▸ Supplied material:
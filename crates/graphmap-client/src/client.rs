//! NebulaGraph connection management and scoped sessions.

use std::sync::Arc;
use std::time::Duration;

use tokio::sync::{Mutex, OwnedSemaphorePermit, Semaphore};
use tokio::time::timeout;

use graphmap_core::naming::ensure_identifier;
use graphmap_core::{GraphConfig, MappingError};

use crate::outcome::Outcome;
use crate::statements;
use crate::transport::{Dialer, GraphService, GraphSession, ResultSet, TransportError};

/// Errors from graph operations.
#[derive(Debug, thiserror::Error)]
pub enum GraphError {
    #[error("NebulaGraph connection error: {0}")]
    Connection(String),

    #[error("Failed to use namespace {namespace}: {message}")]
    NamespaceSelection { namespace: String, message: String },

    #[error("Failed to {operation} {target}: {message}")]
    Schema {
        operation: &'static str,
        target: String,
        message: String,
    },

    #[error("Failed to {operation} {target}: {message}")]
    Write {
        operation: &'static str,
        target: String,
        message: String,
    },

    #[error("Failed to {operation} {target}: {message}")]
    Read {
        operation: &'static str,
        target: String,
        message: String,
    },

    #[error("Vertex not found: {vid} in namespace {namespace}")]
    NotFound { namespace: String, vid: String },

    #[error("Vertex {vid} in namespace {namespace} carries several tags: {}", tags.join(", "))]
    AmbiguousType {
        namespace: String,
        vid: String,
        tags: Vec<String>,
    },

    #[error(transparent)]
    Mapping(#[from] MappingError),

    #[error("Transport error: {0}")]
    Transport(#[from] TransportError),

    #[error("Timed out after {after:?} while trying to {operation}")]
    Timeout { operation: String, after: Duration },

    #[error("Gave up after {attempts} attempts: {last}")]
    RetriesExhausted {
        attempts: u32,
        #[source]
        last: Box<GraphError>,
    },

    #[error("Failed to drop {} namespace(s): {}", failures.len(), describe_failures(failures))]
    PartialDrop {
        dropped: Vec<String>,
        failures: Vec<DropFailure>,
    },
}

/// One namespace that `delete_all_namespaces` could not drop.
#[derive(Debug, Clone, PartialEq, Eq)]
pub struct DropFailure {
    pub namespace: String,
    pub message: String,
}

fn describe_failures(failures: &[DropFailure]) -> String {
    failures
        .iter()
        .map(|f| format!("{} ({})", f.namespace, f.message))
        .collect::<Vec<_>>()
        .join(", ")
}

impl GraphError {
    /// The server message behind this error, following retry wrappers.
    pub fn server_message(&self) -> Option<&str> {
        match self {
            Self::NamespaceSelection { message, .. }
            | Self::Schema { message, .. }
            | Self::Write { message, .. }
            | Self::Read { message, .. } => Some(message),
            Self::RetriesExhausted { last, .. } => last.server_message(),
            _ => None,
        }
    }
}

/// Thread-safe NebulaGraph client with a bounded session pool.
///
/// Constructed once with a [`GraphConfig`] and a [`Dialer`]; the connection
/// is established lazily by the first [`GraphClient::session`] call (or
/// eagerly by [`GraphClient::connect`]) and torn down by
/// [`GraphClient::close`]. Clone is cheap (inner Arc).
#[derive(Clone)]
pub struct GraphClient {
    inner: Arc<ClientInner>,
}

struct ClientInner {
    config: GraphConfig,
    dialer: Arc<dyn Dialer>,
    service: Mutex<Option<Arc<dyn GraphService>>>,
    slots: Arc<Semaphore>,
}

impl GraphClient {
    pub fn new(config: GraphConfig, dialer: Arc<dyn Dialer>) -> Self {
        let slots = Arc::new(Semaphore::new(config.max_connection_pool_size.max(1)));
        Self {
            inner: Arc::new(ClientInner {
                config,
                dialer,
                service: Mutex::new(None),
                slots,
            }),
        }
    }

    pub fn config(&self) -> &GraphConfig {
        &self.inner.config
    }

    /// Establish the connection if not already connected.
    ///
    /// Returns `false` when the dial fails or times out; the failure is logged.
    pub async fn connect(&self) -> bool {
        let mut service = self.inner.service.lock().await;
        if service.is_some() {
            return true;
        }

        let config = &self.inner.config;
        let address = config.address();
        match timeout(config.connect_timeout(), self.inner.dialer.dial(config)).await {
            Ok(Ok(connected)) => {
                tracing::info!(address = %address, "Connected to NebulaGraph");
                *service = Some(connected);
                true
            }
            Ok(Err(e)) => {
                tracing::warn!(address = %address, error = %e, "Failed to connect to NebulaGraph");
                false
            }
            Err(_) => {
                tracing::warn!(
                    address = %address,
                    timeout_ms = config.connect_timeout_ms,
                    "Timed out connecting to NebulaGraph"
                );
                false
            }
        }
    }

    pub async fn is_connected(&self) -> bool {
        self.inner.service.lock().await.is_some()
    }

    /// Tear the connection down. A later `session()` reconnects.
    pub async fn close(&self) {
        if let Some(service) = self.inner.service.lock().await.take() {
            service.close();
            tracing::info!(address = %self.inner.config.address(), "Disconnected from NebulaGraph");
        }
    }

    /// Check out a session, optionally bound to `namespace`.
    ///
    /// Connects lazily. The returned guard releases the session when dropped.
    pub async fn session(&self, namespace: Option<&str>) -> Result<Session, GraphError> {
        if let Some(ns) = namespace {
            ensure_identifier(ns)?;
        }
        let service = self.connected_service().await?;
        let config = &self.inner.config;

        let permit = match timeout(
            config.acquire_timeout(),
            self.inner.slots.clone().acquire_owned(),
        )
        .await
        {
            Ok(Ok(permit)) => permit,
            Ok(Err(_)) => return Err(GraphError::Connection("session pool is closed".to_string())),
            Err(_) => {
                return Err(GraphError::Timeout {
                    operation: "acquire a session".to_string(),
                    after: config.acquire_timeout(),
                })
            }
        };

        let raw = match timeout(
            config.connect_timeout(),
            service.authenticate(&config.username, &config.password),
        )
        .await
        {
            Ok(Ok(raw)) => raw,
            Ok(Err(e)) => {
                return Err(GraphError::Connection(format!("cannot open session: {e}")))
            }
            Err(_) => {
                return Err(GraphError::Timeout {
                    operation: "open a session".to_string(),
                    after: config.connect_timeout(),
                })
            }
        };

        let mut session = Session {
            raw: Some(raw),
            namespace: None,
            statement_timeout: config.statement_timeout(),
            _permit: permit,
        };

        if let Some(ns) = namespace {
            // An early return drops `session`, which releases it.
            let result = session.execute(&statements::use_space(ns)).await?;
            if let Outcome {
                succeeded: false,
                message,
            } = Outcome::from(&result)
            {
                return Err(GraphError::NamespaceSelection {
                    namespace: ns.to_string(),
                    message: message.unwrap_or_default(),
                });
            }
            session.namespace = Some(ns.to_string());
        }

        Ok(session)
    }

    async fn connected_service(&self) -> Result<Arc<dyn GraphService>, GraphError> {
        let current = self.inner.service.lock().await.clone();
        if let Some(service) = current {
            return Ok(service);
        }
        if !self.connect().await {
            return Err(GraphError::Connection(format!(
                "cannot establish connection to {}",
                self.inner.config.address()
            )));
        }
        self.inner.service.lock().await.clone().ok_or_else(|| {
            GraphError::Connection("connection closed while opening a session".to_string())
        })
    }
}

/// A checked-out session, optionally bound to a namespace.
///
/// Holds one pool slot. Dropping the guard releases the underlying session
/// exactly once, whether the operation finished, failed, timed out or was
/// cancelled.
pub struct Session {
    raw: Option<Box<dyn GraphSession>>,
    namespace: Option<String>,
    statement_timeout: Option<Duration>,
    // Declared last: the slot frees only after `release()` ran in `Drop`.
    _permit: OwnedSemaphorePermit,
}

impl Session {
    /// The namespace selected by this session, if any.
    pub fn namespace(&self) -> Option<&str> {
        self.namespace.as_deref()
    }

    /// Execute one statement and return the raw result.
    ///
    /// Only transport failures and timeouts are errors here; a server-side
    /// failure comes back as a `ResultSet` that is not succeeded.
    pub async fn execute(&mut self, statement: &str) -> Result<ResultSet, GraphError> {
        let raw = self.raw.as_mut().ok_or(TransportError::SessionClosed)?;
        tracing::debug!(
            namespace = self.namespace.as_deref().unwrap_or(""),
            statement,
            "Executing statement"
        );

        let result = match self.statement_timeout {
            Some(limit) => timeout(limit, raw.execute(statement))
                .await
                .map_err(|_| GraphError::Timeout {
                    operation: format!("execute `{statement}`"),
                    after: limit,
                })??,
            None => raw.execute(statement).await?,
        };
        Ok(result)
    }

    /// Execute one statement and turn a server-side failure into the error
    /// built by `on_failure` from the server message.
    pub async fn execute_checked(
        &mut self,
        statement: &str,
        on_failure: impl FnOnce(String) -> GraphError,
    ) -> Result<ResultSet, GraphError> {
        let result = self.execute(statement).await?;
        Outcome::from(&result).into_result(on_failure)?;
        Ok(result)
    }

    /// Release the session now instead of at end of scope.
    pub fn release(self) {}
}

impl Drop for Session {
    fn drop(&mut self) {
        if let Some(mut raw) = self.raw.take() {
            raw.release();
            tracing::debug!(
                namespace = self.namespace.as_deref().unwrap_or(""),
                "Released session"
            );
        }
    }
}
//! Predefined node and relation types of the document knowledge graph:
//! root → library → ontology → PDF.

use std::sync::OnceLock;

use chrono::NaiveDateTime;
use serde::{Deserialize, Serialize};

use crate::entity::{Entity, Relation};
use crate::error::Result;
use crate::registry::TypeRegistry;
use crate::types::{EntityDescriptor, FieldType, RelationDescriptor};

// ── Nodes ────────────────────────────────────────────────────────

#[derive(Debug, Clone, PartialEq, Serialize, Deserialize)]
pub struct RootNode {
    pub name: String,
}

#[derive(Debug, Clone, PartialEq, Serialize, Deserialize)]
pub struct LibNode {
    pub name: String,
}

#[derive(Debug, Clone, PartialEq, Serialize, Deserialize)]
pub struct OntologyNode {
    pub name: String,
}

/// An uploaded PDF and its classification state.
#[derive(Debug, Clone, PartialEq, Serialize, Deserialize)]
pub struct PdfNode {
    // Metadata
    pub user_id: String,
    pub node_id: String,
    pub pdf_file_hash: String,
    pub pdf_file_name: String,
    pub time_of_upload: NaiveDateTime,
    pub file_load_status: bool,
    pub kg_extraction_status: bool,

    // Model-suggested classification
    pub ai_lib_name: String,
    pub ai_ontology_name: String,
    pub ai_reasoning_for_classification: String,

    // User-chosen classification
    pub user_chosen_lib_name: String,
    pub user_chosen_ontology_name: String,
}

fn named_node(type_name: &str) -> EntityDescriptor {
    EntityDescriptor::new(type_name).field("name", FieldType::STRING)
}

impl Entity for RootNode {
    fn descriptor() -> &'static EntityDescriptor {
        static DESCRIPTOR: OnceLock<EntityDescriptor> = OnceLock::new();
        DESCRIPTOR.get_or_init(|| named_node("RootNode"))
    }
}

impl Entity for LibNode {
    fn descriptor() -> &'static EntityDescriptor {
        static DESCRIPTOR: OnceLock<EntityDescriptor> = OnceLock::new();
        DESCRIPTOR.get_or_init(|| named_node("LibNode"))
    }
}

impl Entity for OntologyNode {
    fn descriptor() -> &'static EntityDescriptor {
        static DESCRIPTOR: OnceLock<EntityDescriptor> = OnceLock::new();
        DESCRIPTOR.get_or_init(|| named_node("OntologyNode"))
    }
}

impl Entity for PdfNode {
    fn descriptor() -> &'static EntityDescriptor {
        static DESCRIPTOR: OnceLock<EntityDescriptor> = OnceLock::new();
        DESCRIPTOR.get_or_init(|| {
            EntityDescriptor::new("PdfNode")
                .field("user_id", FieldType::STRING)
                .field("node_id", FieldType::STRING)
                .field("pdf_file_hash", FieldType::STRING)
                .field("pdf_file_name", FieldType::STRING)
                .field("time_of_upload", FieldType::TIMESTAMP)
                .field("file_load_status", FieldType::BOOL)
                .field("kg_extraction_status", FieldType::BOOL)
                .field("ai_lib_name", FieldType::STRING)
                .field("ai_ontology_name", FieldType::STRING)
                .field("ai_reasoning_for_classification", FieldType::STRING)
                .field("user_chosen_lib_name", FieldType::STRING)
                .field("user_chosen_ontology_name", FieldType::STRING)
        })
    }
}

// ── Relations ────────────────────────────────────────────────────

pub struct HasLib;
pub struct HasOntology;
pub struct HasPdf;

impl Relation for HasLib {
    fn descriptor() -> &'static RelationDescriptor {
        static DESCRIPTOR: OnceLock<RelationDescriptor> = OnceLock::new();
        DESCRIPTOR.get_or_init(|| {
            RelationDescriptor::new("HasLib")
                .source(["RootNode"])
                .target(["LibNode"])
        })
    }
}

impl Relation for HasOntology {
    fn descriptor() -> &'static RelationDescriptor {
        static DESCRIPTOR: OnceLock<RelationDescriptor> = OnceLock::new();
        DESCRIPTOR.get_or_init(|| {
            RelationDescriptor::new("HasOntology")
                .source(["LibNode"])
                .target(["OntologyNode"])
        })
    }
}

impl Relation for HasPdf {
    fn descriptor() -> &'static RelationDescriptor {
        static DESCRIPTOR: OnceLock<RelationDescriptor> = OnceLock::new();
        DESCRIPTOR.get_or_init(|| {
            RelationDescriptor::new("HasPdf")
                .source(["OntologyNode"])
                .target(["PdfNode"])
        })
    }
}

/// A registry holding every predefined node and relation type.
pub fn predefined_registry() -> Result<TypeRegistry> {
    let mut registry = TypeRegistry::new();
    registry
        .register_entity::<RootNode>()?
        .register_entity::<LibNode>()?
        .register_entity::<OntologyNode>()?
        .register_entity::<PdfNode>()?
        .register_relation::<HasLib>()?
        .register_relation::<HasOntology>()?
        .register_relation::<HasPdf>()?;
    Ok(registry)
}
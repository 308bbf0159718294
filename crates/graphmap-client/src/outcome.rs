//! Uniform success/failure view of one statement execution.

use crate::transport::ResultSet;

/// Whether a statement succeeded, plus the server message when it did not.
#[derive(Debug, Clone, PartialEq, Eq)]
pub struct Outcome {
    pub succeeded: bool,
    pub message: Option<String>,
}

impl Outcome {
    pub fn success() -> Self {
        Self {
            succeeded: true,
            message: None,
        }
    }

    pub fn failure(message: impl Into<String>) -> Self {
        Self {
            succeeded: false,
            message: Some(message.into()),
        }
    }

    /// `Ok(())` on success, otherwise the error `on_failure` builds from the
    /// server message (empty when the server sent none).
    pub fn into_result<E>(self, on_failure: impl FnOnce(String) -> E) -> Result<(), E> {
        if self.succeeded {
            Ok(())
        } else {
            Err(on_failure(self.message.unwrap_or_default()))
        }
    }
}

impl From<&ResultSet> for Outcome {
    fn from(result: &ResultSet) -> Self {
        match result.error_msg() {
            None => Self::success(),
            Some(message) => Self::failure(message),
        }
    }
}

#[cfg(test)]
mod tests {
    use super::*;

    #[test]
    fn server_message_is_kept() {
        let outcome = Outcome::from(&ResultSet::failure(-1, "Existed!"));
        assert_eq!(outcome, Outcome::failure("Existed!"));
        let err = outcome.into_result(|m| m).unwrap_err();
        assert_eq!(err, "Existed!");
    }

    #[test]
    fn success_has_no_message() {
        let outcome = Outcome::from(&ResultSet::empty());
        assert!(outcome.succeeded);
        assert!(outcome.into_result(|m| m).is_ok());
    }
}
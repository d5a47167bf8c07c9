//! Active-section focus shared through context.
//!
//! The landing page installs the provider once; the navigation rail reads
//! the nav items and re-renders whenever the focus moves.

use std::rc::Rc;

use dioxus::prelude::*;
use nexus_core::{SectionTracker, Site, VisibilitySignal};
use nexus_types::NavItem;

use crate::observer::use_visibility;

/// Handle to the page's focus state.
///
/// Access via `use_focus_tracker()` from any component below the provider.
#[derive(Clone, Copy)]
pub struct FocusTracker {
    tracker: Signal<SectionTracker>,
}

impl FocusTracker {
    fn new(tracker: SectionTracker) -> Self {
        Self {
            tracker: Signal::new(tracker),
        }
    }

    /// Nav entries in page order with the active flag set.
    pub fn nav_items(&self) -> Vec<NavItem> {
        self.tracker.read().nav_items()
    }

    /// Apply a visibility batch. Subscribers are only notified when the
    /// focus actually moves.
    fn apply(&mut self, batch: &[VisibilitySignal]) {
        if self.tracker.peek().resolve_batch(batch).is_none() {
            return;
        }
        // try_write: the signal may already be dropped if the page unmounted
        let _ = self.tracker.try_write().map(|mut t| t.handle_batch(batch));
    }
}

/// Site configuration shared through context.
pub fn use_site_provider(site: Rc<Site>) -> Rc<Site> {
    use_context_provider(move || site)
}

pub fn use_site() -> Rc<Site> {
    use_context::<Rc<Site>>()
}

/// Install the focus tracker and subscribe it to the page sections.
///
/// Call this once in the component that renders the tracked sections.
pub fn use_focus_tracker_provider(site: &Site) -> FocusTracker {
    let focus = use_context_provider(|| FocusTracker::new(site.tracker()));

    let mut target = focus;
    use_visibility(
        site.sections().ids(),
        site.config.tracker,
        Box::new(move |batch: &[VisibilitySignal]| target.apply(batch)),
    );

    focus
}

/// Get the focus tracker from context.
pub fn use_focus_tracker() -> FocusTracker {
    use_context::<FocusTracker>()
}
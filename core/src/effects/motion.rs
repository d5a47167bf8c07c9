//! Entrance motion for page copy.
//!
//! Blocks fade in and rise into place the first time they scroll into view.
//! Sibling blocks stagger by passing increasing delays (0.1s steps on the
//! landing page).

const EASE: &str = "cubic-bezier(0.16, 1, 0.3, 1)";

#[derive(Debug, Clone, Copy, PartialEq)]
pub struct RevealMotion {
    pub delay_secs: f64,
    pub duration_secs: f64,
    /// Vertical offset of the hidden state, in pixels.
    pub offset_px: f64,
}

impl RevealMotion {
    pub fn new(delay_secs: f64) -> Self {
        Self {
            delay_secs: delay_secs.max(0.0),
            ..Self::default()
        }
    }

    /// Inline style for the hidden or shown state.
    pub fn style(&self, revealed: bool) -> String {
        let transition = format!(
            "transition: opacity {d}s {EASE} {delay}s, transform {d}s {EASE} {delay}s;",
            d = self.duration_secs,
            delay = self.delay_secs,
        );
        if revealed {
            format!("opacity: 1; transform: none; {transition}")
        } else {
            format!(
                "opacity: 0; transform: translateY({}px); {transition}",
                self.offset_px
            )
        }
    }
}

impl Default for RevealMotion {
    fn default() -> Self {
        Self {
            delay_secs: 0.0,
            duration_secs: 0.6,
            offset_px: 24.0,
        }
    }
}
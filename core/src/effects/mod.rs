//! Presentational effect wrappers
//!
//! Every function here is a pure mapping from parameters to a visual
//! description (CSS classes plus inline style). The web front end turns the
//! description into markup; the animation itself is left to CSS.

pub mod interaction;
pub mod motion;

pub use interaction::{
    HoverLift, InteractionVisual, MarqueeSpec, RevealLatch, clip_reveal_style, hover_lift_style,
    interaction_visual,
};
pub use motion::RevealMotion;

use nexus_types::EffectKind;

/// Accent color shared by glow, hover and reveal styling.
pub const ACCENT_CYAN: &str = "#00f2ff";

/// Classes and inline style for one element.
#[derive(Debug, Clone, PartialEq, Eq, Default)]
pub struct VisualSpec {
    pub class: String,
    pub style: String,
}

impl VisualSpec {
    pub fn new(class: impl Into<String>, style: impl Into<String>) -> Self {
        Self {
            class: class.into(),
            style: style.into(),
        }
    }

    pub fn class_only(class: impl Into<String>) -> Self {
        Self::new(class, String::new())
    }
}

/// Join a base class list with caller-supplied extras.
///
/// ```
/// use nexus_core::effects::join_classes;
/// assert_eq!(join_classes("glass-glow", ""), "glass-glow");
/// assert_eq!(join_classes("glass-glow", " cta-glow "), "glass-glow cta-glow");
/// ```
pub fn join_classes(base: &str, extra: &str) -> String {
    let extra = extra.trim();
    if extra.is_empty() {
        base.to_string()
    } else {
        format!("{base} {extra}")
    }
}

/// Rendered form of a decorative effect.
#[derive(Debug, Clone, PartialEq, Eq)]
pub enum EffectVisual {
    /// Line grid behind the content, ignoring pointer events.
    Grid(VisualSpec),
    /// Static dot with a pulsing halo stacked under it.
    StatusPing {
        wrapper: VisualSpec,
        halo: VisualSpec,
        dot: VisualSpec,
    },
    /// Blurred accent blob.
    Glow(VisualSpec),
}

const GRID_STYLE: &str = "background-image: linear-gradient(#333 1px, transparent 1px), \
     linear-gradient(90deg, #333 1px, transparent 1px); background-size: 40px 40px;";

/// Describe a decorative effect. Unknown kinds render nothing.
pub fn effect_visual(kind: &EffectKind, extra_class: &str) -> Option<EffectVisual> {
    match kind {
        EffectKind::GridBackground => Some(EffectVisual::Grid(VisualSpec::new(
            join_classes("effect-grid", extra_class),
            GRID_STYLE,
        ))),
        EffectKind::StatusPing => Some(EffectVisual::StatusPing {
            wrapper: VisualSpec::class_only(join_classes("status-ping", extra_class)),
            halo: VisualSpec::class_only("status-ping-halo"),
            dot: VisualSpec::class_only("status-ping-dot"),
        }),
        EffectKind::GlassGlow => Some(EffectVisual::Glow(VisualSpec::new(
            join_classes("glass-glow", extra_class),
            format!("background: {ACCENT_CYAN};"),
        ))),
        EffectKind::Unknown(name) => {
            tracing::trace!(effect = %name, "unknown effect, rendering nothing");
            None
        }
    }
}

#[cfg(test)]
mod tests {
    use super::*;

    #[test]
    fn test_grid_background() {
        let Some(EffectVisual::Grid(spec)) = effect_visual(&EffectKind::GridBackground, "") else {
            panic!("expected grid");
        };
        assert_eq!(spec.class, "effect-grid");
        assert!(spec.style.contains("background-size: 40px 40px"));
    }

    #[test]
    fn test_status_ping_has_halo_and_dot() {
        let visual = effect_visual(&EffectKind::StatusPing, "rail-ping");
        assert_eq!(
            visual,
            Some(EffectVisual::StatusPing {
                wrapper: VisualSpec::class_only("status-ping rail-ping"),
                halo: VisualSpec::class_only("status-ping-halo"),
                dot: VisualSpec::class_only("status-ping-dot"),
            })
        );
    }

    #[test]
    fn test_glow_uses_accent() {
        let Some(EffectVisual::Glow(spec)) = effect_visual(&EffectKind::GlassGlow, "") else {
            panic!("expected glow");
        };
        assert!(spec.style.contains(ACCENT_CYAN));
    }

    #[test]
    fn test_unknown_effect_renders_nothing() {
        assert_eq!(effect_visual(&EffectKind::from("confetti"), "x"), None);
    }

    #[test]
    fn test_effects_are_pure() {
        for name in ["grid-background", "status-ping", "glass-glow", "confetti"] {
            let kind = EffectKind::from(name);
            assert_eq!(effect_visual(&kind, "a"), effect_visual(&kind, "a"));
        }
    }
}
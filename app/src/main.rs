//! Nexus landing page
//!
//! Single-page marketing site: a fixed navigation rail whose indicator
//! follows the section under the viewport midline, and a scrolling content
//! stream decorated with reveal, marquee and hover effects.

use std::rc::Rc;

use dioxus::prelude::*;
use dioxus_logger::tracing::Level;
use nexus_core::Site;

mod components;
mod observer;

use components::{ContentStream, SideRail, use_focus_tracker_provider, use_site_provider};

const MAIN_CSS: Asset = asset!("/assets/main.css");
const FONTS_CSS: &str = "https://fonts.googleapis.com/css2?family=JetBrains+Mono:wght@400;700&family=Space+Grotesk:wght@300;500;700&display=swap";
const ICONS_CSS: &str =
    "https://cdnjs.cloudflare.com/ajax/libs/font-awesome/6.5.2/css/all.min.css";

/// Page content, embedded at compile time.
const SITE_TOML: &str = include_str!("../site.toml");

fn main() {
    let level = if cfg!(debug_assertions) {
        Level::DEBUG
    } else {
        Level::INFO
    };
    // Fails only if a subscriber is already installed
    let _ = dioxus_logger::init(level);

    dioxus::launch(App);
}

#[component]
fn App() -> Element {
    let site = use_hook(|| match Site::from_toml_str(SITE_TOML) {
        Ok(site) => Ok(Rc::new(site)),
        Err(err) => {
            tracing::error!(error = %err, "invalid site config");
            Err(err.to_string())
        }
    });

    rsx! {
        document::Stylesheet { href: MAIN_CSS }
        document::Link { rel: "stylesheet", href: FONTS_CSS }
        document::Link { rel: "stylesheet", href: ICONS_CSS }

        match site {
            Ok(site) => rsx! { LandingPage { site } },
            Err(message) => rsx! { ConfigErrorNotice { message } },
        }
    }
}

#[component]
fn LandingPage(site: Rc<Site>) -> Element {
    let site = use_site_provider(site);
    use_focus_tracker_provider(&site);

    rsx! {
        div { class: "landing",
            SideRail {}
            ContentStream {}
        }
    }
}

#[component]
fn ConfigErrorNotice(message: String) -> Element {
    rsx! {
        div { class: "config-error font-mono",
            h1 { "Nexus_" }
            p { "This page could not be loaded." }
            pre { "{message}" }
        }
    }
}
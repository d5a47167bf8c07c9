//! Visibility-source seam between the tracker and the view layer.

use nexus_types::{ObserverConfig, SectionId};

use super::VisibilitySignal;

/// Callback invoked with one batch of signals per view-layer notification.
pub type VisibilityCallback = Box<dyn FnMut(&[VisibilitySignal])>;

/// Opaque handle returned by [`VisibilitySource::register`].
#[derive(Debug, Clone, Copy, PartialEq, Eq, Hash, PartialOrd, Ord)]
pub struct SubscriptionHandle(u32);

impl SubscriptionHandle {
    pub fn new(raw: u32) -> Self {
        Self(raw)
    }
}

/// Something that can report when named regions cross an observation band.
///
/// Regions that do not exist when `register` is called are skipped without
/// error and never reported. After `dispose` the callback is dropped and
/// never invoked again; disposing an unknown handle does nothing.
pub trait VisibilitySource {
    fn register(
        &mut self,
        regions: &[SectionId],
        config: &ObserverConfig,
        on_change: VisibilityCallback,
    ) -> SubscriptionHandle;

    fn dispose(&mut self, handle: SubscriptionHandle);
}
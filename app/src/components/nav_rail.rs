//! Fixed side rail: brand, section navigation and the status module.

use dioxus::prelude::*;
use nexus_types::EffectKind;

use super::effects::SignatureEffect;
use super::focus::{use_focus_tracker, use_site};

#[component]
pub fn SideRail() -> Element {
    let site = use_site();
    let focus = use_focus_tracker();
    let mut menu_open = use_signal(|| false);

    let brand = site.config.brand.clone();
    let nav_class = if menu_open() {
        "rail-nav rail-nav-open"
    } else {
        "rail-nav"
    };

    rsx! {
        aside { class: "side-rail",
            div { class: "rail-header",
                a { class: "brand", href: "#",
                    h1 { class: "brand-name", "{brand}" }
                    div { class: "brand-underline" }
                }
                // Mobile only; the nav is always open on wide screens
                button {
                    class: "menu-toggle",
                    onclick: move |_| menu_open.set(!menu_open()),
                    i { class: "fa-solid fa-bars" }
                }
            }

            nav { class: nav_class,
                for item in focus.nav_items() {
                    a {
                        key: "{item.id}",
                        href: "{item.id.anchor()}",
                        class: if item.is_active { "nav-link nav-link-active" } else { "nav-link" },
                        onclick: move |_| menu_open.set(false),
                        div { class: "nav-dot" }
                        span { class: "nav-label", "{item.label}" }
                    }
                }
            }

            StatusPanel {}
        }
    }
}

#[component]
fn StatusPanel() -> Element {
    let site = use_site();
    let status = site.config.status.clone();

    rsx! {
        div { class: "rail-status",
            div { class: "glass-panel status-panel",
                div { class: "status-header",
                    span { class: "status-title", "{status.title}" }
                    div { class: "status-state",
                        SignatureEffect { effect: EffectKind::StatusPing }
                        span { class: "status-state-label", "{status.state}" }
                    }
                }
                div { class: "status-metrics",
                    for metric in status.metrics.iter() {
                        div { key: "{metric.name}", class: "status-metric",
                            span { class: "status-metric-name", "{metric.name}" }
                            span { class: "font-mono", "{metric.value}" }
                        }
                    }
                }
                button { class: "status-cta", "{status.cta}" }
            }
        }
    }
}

▸ Activity:
Where a line of the records contains the word "LandingPage", copy that line.

▸ Exercise solution:
            Ok(site) => rsx! { LandingPage { site } },
fn LandingPage(site: Rc<Site>) -> Element {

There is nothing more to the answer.